■ **Input data**:

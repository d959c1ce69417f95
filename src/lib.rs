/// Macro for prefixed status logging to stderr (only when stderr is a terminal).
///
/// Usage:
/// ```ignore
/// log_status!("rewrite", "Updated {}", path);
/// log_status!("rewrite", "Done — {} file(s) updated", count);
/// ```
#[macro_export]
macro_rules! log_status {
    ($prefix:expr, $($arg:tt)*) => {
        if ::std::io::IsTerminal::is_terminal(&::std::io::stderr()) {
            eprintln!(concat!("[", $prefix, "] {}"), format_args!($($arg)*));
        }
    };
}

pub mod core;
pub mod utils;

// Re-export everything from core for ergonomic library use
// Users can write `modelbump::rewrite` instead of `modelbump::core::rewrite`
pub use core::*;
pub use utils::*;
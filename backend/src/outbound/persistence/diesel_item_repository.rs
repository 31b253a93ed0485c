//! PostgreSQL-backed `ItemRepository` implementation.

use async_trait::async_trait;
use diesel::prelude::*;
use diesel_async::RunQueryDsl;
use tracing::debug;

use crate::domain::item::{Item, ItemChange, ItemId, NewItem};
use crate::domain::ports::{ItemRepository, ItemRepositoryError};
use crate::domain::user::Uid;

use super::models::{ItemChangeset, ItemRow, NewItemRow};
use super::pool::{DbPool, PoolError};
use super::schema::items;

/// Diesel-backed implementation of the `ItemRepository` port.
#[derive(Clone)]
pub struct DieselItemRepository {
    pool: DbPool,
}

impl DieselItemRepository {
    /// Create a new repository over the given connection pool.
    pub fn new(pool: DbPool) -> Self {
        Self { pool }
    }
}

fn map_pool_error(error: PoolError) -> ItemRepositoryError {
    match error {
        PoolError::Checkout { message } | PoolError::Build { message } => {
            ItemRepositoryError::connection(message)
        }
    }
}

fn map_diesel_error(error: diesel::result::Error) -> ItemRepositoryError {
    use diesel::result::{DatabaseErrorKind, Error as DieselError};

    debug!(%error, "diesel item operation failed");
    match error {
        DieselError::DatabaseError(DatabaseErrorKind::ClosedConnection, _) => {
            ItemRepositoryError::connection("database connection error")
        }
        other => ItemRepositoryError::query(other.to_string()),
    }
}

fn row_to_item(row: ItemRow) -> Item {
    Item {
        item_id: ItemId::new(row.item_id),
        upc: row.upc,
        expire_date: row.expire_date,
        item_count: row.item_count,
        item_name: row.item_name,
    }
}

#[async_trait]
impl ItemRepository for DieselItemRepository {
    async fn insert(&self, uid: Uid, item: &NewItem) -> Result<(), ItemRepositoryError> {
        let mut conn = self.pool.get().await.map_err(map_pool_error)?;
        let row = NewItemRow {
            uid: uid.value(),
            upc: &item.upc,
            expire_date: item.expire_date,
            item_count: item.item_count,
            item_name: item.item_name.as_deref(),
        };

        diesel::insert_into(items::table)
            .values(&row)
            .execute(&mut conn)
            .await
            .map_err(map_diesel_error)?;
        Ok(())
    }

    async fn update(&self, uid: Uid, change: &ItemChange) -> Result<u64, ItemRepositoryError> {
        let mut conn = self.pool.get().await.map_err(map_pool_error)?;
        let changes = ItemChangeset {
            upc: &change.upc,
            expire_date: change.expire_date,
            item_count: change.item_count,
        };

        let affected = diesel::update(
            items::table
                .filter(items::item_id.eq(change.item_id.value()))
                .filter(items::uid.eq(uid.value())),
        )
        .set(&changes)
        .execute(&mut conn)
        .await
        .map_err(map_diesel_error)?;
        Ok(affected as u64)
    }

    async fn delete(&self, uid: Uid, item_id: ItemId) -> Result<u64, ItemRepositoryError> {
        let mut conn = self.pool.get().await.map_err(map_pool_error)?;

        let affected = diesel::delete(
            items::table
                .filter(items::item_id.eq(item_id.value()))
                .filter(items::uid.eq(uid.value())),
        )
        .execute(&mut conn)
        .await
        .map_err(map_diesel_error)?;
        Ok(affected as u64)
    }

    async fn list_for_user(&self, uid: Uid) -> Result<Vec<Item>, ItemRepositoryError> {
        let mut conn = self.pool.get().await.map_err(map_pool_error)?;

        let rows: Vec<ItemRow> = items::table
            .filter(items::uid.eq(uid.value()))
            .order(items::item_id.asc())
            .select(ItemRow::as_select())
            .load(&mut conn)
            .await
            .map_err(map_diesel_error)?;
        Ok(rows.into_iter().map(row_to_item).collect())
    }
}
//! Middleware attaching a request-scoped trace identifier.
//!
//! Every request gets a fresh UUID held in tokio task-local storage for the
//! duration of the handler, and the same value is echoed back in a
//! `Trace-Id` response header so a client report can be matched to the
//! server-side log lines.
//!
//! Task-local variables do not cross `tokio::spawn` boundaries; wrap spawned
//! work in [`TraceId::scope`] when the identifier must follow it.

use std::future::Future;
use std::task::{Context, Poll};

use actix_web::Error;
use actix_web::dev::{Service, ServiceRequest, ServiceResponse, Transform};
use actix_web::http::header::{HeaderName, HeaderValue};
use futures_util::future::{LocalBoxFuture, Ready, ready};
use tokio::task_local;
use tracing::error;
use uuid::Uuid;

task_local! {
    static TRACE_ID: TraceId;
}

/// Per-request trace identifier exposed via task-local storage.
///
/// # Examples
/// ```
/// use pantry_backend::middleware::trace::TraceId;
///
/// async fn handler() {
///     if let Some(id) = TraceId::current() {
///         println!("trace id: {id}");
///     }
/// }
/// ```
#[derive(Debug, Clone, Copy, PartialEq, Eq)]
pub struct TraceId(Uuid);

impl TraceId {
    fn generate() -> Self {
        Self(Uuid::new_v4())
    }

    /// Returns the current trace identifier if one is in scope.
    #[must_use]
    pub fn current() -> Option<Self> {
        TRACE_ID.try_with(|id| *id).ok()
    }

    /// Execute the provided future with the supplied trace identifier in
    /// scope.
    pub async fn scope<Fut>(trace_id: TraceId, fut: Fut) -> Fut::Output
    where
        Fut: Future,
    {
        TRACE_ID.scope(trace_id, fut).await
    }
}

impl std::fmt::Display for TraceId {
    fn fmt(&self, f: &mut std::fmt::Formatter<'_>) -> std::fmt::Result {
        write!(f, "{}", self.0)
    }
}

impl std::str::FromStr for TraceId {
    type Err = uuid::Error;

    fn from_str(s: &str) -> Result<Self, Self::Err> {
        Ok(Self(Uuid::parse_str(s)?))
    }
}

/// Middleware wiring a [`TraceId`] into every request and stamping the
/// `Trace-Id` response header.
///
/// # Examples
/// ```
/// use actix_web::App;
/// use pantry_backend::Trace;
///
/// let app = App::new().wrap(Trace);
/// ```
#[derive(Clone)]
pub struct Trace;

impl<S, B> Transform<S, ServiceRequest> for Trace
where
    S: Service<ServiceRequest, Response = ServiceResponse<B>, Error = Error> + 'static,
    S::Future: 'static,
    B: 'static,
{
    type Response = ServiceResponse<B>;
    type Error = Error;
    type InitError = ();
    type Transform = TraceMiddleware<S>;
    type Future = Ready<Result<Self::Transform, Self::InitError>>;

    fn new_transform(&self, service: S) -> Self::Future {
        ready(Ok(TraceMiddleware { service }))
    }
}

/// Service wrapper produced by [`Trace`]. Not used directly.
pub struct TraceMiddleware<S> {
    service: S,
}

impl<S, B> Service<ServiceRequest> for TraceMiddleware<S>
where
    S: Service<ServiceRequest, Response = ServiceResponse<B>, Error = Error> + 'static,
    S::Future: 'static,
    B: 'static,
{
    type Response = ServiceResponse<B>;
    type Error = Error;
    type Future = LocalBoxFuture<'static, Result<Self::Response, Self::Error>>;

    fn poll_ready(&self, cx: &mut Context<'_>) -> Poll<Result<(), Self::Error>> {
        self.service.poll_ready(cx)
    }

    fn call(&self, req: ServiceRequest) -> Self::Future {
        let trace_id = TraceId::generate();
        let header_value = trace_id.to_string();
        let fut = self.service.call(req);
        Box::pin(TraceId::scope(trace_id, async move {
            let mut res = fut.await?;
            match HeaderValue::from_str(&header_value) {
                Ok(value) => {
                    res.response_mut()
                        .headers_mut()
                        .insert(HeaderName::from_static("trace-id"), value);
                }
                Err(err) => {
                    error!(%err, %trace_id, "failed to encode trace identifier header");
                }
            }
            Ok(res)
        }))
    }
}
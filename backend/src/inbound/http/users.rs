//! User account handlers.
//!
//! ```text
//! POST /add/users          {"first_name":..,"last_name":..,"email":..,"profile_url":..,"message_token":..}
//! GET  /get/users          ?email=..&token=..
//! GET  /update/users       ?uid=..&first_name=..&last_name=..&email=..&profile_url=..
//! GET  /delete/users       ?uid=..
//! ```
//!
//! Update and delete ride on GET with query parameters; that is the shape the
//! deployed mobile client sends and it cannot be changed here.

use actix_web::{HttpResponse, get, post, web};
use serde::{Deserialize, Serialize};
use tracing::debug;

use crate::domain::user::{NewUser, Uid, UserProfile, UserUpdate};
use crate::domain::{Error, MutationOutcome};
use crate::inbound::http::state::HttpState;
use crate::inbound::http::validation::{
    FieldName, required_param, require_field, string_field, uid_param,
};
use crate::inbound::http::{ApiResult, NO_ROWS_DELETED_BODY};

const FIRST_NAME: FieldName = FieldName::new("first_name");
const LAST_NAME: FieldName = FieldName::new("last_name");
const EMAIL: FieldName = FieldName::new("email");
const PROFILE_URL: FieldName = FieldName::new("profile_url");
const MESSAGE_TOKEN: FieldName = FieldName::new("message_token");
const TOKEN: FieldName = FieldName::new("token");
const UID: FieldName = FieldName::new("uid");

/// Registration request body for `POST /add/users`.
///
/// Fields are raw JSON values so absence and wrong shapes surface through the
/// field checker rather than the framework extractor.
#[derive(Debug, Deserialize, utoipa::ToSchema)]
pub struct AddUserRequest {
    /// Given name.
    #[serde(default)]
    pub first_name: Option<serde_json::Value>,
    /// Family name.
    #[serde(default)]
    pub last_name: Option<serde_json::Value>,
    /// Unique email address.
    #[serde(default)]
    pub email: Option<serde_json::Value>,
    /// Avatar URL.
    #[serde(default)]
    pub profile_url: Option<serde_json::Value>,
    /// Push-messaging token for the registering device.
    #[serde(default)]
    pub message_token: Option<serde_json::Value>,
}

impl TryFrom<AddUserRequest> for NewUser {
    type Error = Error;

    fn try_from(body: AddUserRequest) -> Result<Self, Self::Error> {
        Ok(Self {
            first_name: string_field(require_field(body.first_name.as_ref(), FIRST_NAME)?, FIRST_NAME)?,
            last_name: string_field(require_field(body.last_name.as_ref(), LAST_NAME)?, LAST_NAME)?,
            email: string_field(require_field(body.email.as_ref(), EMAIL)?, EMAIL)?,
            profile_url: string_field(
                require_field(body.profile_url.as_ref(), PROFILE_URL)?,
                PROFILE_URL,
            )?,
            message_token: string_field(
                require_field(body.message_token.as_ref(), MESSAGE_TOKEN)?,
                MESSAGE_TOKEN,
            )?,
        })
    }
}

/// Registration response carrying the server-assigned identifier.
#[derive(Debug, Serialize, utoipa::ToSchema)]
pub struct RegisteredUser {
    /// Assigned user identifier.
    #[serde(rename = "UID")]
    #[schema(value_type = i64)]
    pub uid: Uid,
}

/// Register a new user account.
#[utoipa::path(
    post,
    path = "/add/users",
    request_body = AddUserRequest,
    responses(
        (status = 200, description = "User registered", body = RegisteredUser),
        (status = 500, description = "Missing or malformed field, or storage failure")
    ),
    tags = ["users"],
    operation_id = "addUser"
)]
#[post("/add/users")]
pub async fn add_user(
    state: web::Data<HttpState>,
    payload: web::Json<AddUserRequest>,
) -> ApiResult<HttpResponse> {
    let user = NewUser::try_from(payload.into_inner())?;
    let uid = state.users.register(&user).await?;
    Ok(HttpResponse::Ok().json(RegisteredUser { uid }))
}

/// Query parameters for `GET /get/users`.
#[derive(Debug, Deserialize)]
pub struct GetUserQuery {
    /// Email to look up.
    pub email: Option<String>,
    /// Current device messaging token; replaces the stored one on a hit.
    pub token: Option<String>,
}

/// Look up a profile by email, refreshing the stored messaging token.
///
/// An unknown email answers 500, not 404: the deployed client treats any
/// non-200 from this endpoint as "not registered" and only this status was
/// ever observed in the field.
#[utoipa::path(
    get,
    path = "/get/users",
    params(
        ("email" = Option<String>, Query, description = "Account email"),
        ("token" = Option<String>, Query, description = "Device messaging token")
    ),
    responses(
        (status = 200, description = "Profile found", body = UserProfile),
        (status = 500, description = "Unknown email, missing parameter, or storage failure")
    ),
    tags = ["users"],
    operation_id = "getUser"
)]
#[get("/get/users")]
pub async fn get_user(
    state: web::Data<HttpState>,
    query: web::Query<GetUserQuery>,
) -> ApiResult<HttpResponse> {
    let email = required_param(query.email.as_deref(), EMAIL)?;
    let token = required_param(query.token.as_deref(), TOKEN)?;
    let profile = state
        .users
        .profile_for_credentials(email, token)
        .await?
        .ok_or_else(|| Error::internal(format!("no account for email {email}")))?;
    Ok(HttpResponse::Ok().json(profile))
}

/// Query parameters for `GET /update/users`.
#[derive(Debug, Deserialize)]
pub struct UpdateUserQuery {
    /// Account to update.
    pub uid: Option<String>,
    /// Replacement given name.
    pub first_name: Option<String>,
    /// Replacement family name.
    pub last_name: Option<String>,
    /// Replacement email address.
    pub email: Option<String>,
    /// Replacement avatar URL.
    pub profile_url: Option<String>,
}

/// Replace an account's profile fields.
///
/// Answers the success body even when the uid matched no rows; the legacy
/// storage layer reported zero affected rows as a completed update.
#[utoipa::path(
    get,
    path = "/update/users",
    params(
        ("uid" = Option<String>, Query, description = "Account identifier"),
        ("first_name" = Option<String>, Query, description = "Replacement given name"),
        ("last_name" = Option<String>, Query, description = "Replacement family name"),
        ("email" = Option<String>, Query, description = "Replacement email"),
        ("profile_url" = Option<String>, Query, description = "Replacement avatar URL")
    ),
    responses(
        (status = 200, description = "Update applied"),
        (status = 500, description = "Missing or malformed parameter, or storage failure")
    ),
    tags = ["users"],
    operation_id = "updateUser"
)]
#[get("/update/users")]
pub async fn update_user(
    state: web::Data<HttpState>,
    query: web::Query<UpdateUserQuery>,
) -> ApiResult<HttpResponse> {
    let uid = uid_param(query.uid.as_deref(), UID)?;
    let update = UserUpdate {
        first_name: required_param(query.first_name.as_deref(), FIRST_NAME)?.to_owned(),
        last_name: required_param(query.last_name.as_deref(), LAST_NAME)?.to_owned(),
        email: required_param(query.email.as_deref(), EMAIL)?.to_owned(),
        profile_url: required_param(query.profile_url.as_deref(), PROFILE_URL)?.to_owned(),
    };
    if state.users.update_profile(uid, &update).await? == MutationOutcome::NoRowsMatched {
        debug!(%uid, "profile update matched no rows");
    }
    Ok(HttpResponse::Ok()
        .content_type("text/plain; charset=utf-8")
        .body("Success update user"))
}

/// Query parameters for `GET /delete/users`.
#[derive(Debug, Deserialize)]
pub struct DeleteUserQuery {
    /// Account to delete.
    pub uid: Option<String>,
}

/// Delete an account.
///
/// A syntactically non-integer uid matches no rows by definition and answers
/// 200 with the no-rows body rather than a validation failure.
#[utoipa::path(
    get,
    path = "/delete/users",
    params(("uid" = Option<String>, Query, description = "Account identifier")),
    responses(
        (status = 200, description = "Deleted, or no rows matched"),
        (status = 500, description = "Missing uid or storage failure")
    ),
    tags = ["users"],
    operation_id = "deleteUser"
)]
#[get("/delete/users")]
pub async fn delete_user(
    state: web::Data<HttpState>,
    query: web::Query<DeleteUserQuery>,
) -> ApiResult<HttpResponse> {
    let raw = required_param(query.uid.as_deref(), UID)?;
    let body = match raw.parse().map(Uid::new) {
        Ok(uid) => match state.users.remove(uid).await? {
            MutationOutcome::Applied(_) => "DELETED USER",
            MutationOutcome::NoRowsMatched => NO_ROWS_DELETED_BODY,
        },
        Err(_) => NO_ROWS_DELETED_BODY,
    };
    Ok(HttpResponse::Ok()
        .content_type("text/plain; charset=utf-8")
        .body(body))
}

■ **Task to carry out**: Using the material above, quote the first line and each line after it, stopping at and including the line that holds "ergonomic library use".

■ **Answer space**:
repository d959c1ce69417f95
filename src/lib.rs
/// Macro for prefixed status logging to stderr (only when stderr is a terminal).
///
/// Usage:
/// ```ignore
/// log_status!("rewrite", "Updated {}", path);
/// log_status!("rewrite", "Done — {} file(s) updated", count);
/// ```
#[macro_export]
macro_rules! log_status {
    ($prefix:expr, $($arg:tt)*) => {
        if ::std::io::IsTerminal::is_terminal(&::std::io::stderr()) {
            eprintln!(concat!("[", $prefix, "] {}"), format_args!($($arg)*));
        }
    };
}

pub mod core;
pub mod utils;

// Re-export everything from core for ergonomic library use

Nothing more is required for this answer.